Hello October! I have no idea where September went but I am decidedly unprepared for fall in nearly all aspects of my life, except for the eating. When I think of fall, it’s all about the start of the academic school year and that slow build up to the holiday (eating) season, so it’s quite appropriate that one of the events I attended last month was Feastival of Fine Chefs. Feastival is an event put on by the Alberta Food Processors Association that supports second year apprentice chefs in Alberta via the Stan Ballard Apprenticeship Fund.
I attended Feastival last year and it was an overwhelming experience, so this time I was ready for everything the event could throw at me! This year, I was invited by the Alberta Food Processors Association and Feastival to attend as part of their food blogger contingent and I did not hesitate to say yes. I was seated with some amazing food bloggers – Andrea, Brittney, Laureen, Lillian, Linda, Margaret, and Michelle (who invited us all) were wonderful dining companions and Chef Chris Short was our informative host for the evening.
Feastival had 21 participating establishments and the format for the evening is really interesting and fun. What happens is you arrive at the Shaw Conference Centre and choose a pad with one of 21 numbers on it. On the pad, you have four sheets with your number and the four courses (appetizer, soup, main and dessert) being offered. Each restaurant has a corresponding number and you have to hunt for the one that matches your number for each course. The first course is always easy to find since you have a lot of time to wander around the room and scope out where the restaurant is in relation to your table.
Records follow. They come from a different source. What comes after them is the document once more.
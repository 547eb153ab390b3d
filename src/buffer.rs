//! An owned pixel rectangle.
//!
//! Capture and compositing threads shuttle frames around as flat byte
//! buffers: usually RGBA, sometimes bare RGB or a single-channel plane.
//! [`FrameBuffer`] owns the storage and knows its geometry, so producers and
//! consumers agree on pitch and size without passing them alongside.

/// Interleaved pixel buffer with `channels` bytes per pixel.
pub struct FrameBuffer {
    data: Vec<u8>,
    width: usize,
    height: usize,
    channels: usize,
}

impl FrameBuffer {
    /// Allocate a zeroed buffer. `channels` is bytes per pixel: 4 for RGBA,
    /// 3 for RGB, 1 for a bare plane.
    pub fn new(width: usize, height: usize, channels: usize) -> FrameBuffer {
        FrameBuffer {
            data: vec![0; width * height * channels],
            width,
            height,
            channels,
        }
    }

    pub fn width(&self) -> usize {
        self.width
    }

    pub fn height(&self) -> usize {
        self.height
    }

    pub fn channels(&self) -> usize {
        self.channels
    }

    /// Bytes per row.
    pub fn pitch(&self) -> usize {
        self.width * self.channels
    }

    /// Total size in bytes.
    pub fn len(&self) -> usize {
        self.data.len()
    }

    pub fn is_empty(&self) -> bool {
        self.data.is_empty()
    }

    pub fn data(&self) -> &[u8] {
        &self.data
    }

    pub fn data_mut(&mut self) -> &mut [u8] {
        &mut self.data
    }

    /// Change the geometry. The storage is reallocated (zero-filled) only
    /// when the byte size actually changes; a same-size change — say 640×480
    /// RGB to 480×640 RGB — just reinterprets the existing bytes.
    pub fn resize(&mut self, width: usize, height: usize, channels: usize) {
        let new_len = width * height * channels;
        if new_len != self.data.len() {
            self.data = vec![0; new_len];
        }
        self.width = width;
        self.height = height;
        self.channels = channels;
    }

    /// Zero every byte.
    pub fn clear(&mut self) {
        self.data.fill(0);
    }

    /// Whole-buffer blit.
    ///
    /// # Panics
    ///
    /// Panics if `data` is not exactly [`len`](Self::len) bytes.
    pub fn copy_from(&mut self, data: &[u8]) {
        self.data.copy_from_slice(data);
    }

    /// Fill from separate color and alpha planes.
    ///
    /// For a 4-channel buffer, interleaves 3-byte color pixels with a
    /// 1-byte-per-pixel alpha plane; a missing plane leaves color untouched
    /// or forces alpha to 0xFF respectively. A 3-channel buffer takes only
    /// the color plane, a 1-channel buffer only the alpha plane.
    ///
    /// # Panics
    ///
    /// Panics if a provided plane doesn't cover `width * height` pixels.
    pub fn fill_interleaved(&mut self, color: Option<&[u8]>, alpha: Option<&[u8]>) {
        let pixels = self.width * self.height;
        if let Some(color) = color {
            assert_eq!(color.len(), pixels * 3, "color plane size mismatch");
        }
        if let Some(alpha) = alpha {
            assert_eq!(alpha.len(), pixels, "alpha plane size mismatch");
        }

        match self.channels {
            n if n >= 4 => {
                for i in 0..pixels {
                    let out = &mut self.data[i * n..i * n + 4];
                    if let Some(color) = color {
                        out[..3].copy_from_slice(&color[i * 3..i * 3 + 3]);
                    }
                    out[3] = match alpha {
                        Some(alpha) => alpha[i],
                        None => 0xFF,
                    };
                }
            }
            3 => {
                if let Some(color) = color {
                    self.data.copy_from_slice(color);
                }
            }
            1 => {
                if let Some(alpha) = alpha {
                    self.data.copy_from_slice(alpha);
                }
            }
            _ => {}
        }
    }
}

impl AsRef<[u8]> for FrameBuffer {
    fn as_ref(&self) -> &[u8] {
        &self.data
    }
}
#[cfg(test)]
mod tests {
    use super::*;
    use std::sync::atomic::{AtomicUsize, Ordering};
    use std::sync::mpsc::{channel, Receiver, Sender};
    use std::time::Duration;

    /// Worker with counted hooks. `step` consults a script function; an
    /// optional gate channel makes `step` block until released.
    struct Probe {
        init_result: bool,
        init_calls: AtomicUsize,
        step_calls: AtomicUsize,
        shutdown_calls: AtomicUsize,
        on_stop_calls: AtomicUsize,
        step_fn: fn(usize) -> bool,
        gate: Option<Mutex<Receiver<()>>>,
        gate_tx: Option<Sender<()>>,
    }

    impl Probe {
        fn new(init_result: bool, step_fn: fn(usize) -> bool) -> Probe {
            Probe {
                init_result,
                init_calls: AtomicUsize::new(0),
                step_calls: AtomicUsize::new(0),
                shutdown_calls: AtomicUsize::new(0),
                on_stop_calls: AtomicUsize::new(0),
                step_fn,
                gate: None,
                gate_tx: None,
            }
        }

        /// Make each `step` wait for one token; `on_stop` posts a token.
        fn gated(mut self) -> Probe {
            let (tx, rx) = channel();
            self.gate = Some(Mutex::new(rx));
            self.gate_tx = Some(tx);
            self
        }
    }

    impl LoopWorker for Probe {
        fn init(&self) -> bool {
            self.init_calls.fetch_add(1, Ordering::SeqCst);
            self.init_result
        }

        fn step(&self) -> bool {
            if let Some(gate) = &self.gate {
                let _ = gate.lock().unwrap().recv();
            }
            let n = self.step_calls.fetch_add(1, Ordering::SeqCst);
            (self.step_fn)(n + 1)
        }

        fn shutdown(&self) {
            self.shutdown_calls.fetch_add(1, Ordering::SeqCst);
        }

        fn on_stop(&self) {
            self.on_stop_calls.fetch_add(1, Ordering::SeqCst);
            if let Some(tx) = &self.gate_tx {
                let _ = tx.send(());
            }
        }
    }

    #[test]
    fn thread_run_is_idempotent() {
        let calls = Arc::new(AtomicUsize::new(0));
        let (tx, rx) = channel();

        let mut thread = Thread::new();

        let c1 = Arc::clone(&calls);
        thread.run(move || {
            c1.fetch_add(1, Ordering::SeqCst);
            rx.recv().unwrap();
        });
        assert!(thread.active());

        let c2 = Arc::clone(&calls);
        thread.run(move || {
            c2.fetch_add(1, Ordering::SeqCst);
        });

        tx.send(()).unwrap();
        thread.join();
        assert!(!thread.active());
        assert_eq!(calls.load(Ordering::SeqCst), 1);
    }

    #[test]
    fn thread_join_without_run_returns() {
        let mut thread = Thread::new();
        thread.join();
        thread.join();
        assert!(!thread.active());
    }

    #[test]
    fn thread_drop_joins() {
        let done = Arc::new(AtomicUsize::new(0));
        {
            let done = Arc::clone(&done);
            let mut thread = Thread::new();
            thread.run(move || {
                done.fetch_add(1, Ordering::SeqCst);
            });
        }
        // drop returned, so the thread must have been joined
        assert_eq!(done.load(Ordering::SeqCst), 1);
    }

    #[test]
    fn run_twice_spawns_one_worker() {
        let mut lt = LoopThread::new(Probe::new(true, |_| false).gated());
        lt.run();
        lt.run();
        lt.stop();
        assert_eq!(lt.worker().init_calls.load(Ordering::SeqCst), 1);
        assert_eq!(lt.worker().shutdown_calls.load(Ordering::SeqCst), 1);
    }

    #[test]
    fn stop_before_run_returns_promptly() {
        let mut lt = LoopThread::new(Probe::new(true, |_| true));
        lt.stop();
        assert_eq!(lt.worker().on_stop_calls.load(Ordering::SeqCst), 1);
        assert_eq!(lt.worker().shutdown_calls.load(Ordering::SeqCst), 0);
    }

    #[test]
    fn failed_init_skips_loop_but_shuts_down() {
        let mut lt = LoopThread::new(Probe::new(false, |_| true));
        lt.run();
        assert!(!lt.wait_for_init());
        lt.join();
        assert_eq!(lt.worker().step_calls.load(Ordering::SeqCst), 0);
        assert_eq!(lt.worker().shutdown_calls.load(Ordering::SeqCst), 1);
    }

    #[test]
    fn stop_terminates_endless_loop() {
        let mut lt = LoopThread::new(Probe::new(true, |_| true));
        lt.run();
        assert!(lt.wait_for_init());
        lt.stop();

        assert_eq!(lt.worker().shutdown_calls.load(Ordering::SeqCst), 1);

        // no further iterations after stop returned
        let settled = lt.worker().step_calls.load(Ordering::SeqCst);
        std::thread::sleep(Duration::from_millis(20));
        assert_eq!(lt.worker().step_calls.load(Ordering::SeqCst), settled);
    }

    #[test]
    fn worker_self_terminates_when_step_returns_false() {
        let mut lt = LoopThread::new(Probe::new(true, |n| n < 4));
        lt.run();
        lt.join();
        assert_eq!(lt.worker().step_calls.load(Ordering::SeqCst), 4);
        assert_eq!(lt.worker().shutdown_calls.load(Ordering::SeqCst), 1);

        // the cycle is over; stop must return immediately and change nothing
        lt.stop();
        assert_eq!(lt.worker().shutdown_calls.load(Ordering::SeqCst), 1);
    }

    #[test]
    fn double_stop_shuts_down_once() {
        let mut lt = LoopThread::new(Probe::new(true, |_| true));
        lt.run();
        assert!(lt.wait_for_init());
        lt.stop();
        lt.stop();
        assert_eq!(lt.worker().shutdown_calls.load(Ordering::SeqCst), 1);
    }

    #[test]
    fn on_stop_unblocks_a_waiting_step() {
        let mut lt = LoopThread::new(Probe::new(true, |_| true).gated());
        lt.run();
        assert!(lt.wait_for_init());
        // step is parked on the gate; stop's hook must release it
        lt.stop();
        assert_eq!(lt.worker().shutdown_calls.load(Ordering::SeqCst), 1);
        assert!(lt.worker().on_stop_calls.load(Ordering::SeqCst) >= 1);
    }

    #[test]
    fn ten_step_scenario() {
        let mut lt = LoopThread::new(Probe::new(true, |n| n < 10));
        lt.run();
        lt.join();
        assert_eq!(lt.worker().step_calls.load(Ordering::SeqCst), 10);
        assert_eq!(lt.worker().shutdown_calls.load(Ordering::SeqCst), 1);
        assert!(lt.wait_for_init());
    }

    #[test]
    fn wait_for_init_repeats_within_a_cycle() {
        let mut lt = LoopThread::new(Probe::new(true, |_| false));
        lt.run();
        assert!(lt.wait_for_init());
        assert!(lt.wait_for_init());
        lt.join();
        assert!(lt.wait_for_init());
    }

    #[test]
    fn rerun_after_join_starts_a_fresh_cycle() {
        let mut lt = LoopThread::new(Probe::new(true, |n| n % 3 != 0));
        lt.run();
        lt.join();
        lt.run();
        assert!(lt.wait_for_init());
        lt.join();
        assert_eq!(lt.worker().init_calls.load(Ordering::SeqCst), 2);
        assert_eq!(lt.worker().shutdown_calls.load(Ordering::SeqCst), 2);
        assert_eq!(lt.worker().step_calls.load(Ordering::SeqCst), 6);
    }

    #[test]
    fn stop_flag_resets_on_rerun() {
        let mut lt = LoopThread::new(Probe::new(true, |n| n < 2));
        lt.run();
        lt.stop();

        lt.run();
        assert!(lt.wait_for_init());
        lt.join();
        // second cycle ran to natural completion despite the earlier stop
        assert_eq!(lt.worker().shutdown_calls.load(Ordering::SeqCst), 2);
        assert!(!lt.stopping());
    }

    /// Worker whose counters outlive the `LoopThread`.
    struct SharedCounter {
        shutdowns: Arc<AtomicUsize>,
    }

    impl LoopWorker for SharedCounter {
        fn init(&self) -> bool {
            true
        }
        fn step(&self) -> bool {
            true
        }
        fn shutdown(&self) {
            self.shutdowns.fetch_add(1, Ordering::SeqCst);
        }
    }

    #[test]
    fn drop_stops_the_worker() {
        let shutdowns = Arc::new(AtomicUsize::new(0));
        {
            let mut lt = LoopThread::new(SharedCounter {
                shutdowns: Arc::clone(&shutdowns),
            });
            lt.run();
            assert!(lt.wait_for_init());
        }
        // drop returned, so the cycle was stopped and joined
        assert_eq!(shutdowns.load(Ordering::SeqCst), 1);
    }
}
The next three courses are a bit of a scramble since the restaurants all change their numbers in a random order, so you have to be on the ball for when they flip to the next number. Of course, this method of dining means you get to have dishes from four different restaurants, but if you grab a different number from all your table mates, you get to sample 36 different dishes (as long as everyone is open to sharing tastes from their plates!).
Upon arrival, there is a lot of time to sample some wine and wander around the room checking out the beautiful tablescapes the restaurants have put together. For example, the Fairmont Hotel Macdonald have some gorgeous craved fruit – I can’t imagine having to carve out such intricate details. I also liked the aboriginal tablescape from Sage Restaurant, which I thought really reflected their location in Enoch, Alberta and Chef Shane Chartrand’s cuisine.
I am not going to lie – this next little bit is going to be photo heavy, which is a rarity here on the blog… but I think that there is no reason to “review” food at an event of this scale. This is a difficult to replicate experience and when the Chefs receive their ingredients black box style a week prior to the event, it says a lot for their creativity and skill that they can put together 65 or so dishes per course on such tight timelines. Of course there will be a few misses, but that is to be expected if they are using chafing dishes, warming boxes etc. Overall though, I definitely found more hits than misses and the atmosphere more than made up for a few culinary quibbles. So… here are a few food notes before a string of food photos:
My appetizer from L2 Grill was fantastic and probably my favorite dish from the four courses I had. Any time there are chanterelle mushrooms involved, I am a happy camper. I learned that restaurants were supposed to be using products local to Alberta, which is great for my shrimp allergy ( I don’t know of any local Alberta shrimp – and I am not sure if I ever want to know of any), although there were a few soup dishes that snuck some seafood in. The proteins in the mains were all relatively well done, although some did end up a little dry – probably due to sitting in warming boxes until the third course, but let me tell you – the onion ash crusted potatoes from Sage Restaurant’s main were so good – I tried to scrape as much off the plate as possible. Also, the portions were incredibly generous – see the giant lamb shank from Royal Glenora Club… I have to admit – I missed out on a bunch of desserts (my favorite course!) since I was busy chatting with several old friends and co-workers, but my dessert from the Westin was really great. The garam masala shortbread had a strong flavor but not so overpowering that it drowned out the other flavors – the whole dish had great balance and was not overly sweet, which was nice.
After that delicious meal, the coolest thing takes place, which is a parade of the chefs, led by bagpipes no less. I love that all the restaurants and chefs are acknowledged for all their hard work and the standing ovation from the crowd certainly signals what a success Feastival is. I can’t believe that it took until Feastival 26 and 27 for me to learn about this great event, but I am glad it’s no longer a secret (for me… and you now)!
So What Would Argenplath Pay?
Tickets to this year’s event were $125/person, which I think is ridiculously reasonable for what you get. A 4 course meal with wine at many restaurants will cost that much or more, so I think it’s definitely worth thinking about. It can feel very “industry” but that’s not to say that you can’t buy tickets and make friends with your table mates. Truly food friends are the best kind of friends in my opinion!